* MATERIAL FOR THE TASK:
----------

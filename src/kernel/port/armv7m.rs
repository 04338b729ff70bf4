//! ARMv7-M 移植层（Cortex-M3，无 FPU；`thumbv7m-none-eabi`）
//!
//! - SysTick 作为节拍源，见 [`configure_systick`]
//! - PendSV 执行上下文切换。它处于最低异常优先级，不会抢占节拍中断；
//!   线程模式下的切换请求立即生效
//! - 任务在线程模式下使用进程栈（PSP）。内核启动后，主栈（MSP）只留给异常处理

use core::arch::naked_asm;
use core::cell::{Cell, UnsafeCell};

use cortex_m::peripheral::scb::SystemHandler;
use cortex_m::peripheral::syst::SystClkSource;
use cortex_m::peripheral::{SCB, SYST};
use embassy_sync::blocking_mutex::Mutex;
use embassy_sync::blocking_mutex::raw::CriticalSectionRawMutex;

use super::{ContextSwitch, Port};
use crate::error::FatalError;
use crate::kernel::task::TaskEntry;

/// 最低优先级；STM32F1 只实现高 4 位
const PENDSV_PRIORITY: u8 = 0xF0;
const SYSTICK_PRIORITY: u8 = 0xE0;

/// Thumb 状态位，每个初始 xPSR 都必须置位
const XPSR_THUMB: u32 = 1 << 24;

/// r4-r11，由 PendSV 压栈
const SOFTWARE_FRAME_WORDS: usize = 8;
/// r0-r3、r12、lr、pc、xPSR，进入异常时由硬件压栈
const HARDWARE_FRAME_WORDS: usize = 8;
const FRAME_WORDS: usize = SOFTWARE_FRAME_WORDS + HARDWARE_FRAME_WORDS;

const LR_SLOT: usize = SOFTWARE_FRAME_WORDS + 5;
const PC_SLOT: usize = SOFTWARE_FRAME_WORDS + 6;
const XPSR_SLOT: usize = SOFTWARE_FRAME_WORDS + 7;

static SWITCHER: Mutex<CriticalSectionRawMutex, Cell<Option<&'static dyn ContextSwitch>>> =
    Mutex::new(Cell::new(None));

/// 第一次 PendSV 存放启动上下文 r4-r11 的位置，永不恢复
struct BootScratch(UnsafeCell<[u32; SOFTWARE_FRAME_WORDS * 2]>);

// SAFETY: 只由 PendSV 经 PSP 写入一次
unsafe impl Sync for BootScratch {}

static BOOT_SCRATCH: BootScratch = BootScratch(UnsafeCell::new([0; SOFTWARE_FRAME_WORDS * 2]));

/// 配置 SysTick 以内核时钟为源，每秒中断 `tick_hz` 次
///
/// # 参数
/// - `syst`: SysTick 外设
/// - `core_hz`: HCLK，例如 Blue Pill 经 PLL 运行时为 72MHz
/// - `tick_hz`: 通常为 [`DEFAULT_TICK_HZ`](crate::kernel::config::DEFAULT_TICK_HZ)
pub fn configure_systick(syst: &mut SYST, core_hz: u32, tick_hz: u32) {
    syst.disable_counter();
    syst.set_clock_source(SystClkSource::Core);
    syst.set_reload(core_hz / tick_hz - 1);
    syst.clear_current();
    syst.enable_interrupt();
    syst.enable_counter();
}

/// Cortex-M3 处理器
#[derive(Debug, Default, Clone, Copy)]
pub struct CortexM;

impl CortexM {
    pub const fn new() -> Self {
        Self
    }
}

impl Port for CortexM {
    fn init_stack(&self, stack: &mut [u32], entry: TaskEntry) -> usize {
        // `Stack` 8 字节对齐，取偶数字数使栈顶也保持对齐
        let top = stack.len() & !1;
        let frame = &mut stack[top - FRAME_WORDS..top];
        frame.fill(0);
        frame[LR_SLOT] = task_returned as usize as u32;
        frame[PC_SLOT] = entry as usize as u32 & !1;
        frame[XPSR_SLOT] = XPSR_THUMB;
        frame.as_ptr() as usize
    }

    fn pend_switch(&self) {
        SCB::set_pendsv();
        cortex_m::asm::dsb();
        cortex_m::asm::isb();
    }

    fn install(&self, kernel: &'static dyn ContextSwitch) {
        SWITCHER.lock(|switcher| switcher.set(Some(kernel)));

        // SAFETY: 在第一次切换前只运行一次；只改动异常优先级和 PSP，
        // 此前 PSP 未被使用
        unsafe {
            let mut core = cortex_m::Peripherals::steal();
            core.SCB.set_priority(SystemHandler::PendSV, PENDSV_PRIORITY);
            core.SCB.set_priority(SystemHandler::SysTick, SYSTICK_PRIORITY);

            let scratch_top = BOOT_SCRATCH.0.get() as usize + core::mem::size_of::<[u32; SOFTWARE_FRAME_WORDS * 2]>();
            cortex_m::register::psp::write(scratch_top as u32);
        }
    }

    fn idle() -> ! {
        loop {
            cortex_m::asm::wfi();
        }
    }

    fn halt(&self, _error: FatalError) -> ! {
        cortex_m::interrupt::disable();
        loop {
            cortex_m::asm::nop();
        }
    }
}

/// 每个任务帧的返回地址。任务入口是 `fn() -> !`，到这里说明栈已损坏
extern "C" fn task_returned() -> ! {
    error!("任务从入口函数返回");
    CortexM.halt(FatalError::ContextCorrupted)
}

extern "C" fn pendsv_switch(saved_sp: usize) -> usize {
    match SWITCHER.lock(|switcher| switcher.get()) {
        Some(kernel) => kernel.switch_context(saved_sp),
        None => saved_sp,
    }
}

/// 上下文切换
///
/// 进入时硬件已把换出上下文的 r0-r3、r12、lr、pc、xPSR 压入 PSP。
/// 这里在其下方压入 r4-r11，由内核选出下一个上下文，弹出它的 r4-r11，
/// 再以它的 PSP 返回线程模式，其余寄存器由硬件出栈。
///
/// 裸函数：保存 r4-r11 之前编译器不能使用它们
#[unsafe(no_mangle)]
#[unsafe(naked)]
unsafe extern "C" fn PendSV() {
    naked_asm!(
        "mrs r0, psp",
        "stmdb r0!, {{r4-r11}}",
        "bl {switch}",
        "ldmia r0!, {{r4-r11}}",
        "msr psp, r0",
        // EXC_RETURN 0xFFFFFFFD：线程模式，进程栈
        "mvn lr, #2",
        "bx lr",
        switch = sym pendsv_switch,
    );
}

----------

* TO DO: Gather each line from the entries above that includes the word "SWITCHER".

* FINISHED EXERCISE:
static SWITCHER: Mutex<CriticalSectionRawMutex, Cell<Option<&'static dyn ContextSwitch>>> =
        SWITCHER.lock(|switcher| switcher.set(Some(kernel)));
    match SWITCHER.lock(|switcher| switcher.get()) {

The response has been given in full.